Re: Distribution function question

Hi Gene,

The functions available for the BVNOR (bivariate normal) distribution are the CDF.BVNOR (cumulative distribution function) and PDF.BVNOR (probability density function).The RV.<dist> function, which generates a random variable with the specified distribution, is not available for the bivariate normal distribution.

CDF.BVNOR. CDF.BVNOR(quant1, quant2, corr). Numeric. Returns the cumulative probability that a value from the standard bivariate normal distribution, with the given correlation parameter, will be less than quant1 and quant2.
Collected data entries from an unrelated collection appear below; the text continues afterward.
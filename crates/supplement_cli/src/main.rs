//! `supplementctl`: command-line adapter over the supplement service.
//!
//! # Responsibility
//! - Wire configuration (flags/env) to a store backend and the service.
//! - Report results on stdout, errors on stderr with a kind-specific exit code.

mod args;
mod commands;

use args::{Backend, Cli};
use clap::Parser;
use commands::{execute, CliError};
use log::{error, info};
use std::process::ExitCode;
use supplement_core::db::open_db;
use supplement_core::{
    default_log_level, init_logging, DocumentSupplementRepository, SqliteSupplementRepository,
    SupplementService,
};

fn main() -> ExitCode {
    let cli = Cli::parse();

    match run(cli) {
        Ok(Some(output)) => {
            println!("{output}");
            ExitCode::SUCCESS
        }
        Ok(None) => ExitCode::SUCCESS,
        Err(err) => {
            error!(
                "event=cli_command module=cli status=error exit_code={} error={err}",
                err.exit_code()
            );
            eprintln!("error: {err}");
            ExitCode::from(err.exit_code())
        }
    }
}

fn run(cli: Cli) -> Result<Option<String>, CliError> {
    // clap rejects a log level without a log dir.
    if let Some(log_dir) = cli.log_dir.as_deref() {
        let level = cli.log_level.as_deref().unwrap_or(default_log_level());
        init_logging(level, log_dir)?;
    }
    info!(
        "event=cli_command module=cli status=start backend={:?} store={}",
        cli.backend,
        cli.store.display()
    );

    match cli.backend {
        Backend::Sqlite => {
            let conn = open_db(&cli.store)?;
            let service = SupplementService::new(SqliteSupplementRepository::new(&conn));
            execute(&service, cli.command)
        }
        Backend::Document => {
            let service = SupplementService::new(DocumentSupplementRepository::new(cli.store));
            execute(&service, cli.command)
        }
    }
}
//! Supplement domain model.
//!
//! # Responsibility
//! - Define canonical data structures used by core business logic.
//! - Keep validation and merge rules next to the data they protect.
//!
//! # Invariants
//! - Every supplement is identified by its immutable 13-digit `gtin`.
//! - Deletion is a hard delete; there are no tombstones or history.

pub mod supplement;
use clap::{Parser, Subcommand, ValueEnum};
use std::path::PathBuf;

#[derive(Parser, Debug)]
#[command(name = "supplementctl")]
#[command(about = "Manage supplement nutrition records keyed by GTIN", long_about = None)]
pub struct Cli {
    #[command(subcommand)]
    pub command: Command,

    /// Storage backend
    #[arg(
        long,
        global = true,
        value_enum,
        env = "SUPPLEMENT_BACKEND",
        default_value_t = Backend::Sqlite
    )]
    pub backend: Backend,

    /// Database file (sqlite) or collection file (document)
    #[arg(long, global = true, env = "SUPPLEMENT_STORE", default_value = "supplements.sqlite3")]
    pub store: PathBuf,

    /// Log level (trace|debug|info|warn|error); requires --log-dir, defaults by build mode
    #[arg(long, global = true, env = "SUPPLEMENT_LOG_LEVEL", requires = "log_dir")]
    pub log_level: Option<String>,

    /// Absolute directory for rolling log files; logging is off when unset
    #[arg(long, global = true, env = "SUPPLEMENT_LOG_DIR")]
    pub log_dir: Option<String>,
}

#[derive(ValueEnum, Debug, Clone, Copy, PartialEq, Eq)]
pub enum Backend {
    /// Relational table in a SQLite file
    Sqlite,
    /// JSON document collection file
    Document,
}

#[derive(Subcommand, Debug)]
pub enum Command {
    /// Create a supplement from a JSON object (`-` reads stdin)
    Create { payload: String },

    /// Print one supplement as JSON
    Get { gtin: String },

    /// Apply a partial JSON update (`-` reads stdin)
    #[command(alias = "patch")]
    Update { gtin: String, payload: String },

    /// Delete one supplement
    #[command(alias = "rm")]
    Delete { gtin: String },

    /// Print every supplement as a JSON array
    #[command(alias = "ls")]
    List,
}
PDF.BVNOR. PDF.BVNOR(quant1, quant2, corr). Numeric. Returns the probability density of the standard bivariate normal distribution, with the given correlation parameter, at quant1, quant2.

Which documentation item were you consulting?

I've pasted a pair of resolutions below that show you how to generate bivariate normal and multivariate normal distributions with specified correlations or covariances.

David Matheson
SPSS Statistical Support

*****************************
Resolution number: 24615 Created on: Apr 5 2002 Last Reviewed on: Mar 26 2007

Problem Subject: Generating 2 variables with specified correlation

Problem Description: I want to generate 2 normal random variables, Y1 and Y2, that have a correlation of exactly .75. How can I do this in SPSS?

Resolution Description:
You can start by generating 2 standard normal variables that are perfectly orthogonal, i.e. have means of 0, variances of 1 and a correlation of 0. Suppose these variables are called ORTH1 and ORTH2. Y1 can be a linear transformation of ORTH1, i.e. multiply ORTH1 by the desired standard deviation (SD) for Y1 and then add the desired mean for Y1. Y2 is computed by adding weighted copies of ORTH1 and ORTH2 so that the variance of this sum equals 1. The variance of the sum of 2 variables, W and X, equals:

VARIANCE(W+X) = VARIANCE(W) + VARIANCE(X) + 2*COVARIANCE(W,X)

IF W = .75*ORTH1, then
VARIANCE(W) = VARIANCE(ORTH1)*(.75**2)= .75**2
** is the power operator, so .75**2 is .75 to the power of 2, or .75 squared.
Likewise, if X = SQRT(1-.75**2)*ORTH2, then
VARIANCE(X) = VARIANCE(ORTH2)*(1-.75**2) = (1-.75**2)

If ORTH1 and ORTH2 are uncorrelated, so are W and X. Therefore,
VARIANCE(W+X) = .75**2 + (1-.75**2) + 0 = 1
and .75**2 of the variance of W+X is accounted for by W. The correlation of W with W+X is therefore .75, as are the correlations of ORTH1 with W+X and Y1 with W+X. Y2 is therefore computed as a linear transformation of W+X to give the desired mean and SD.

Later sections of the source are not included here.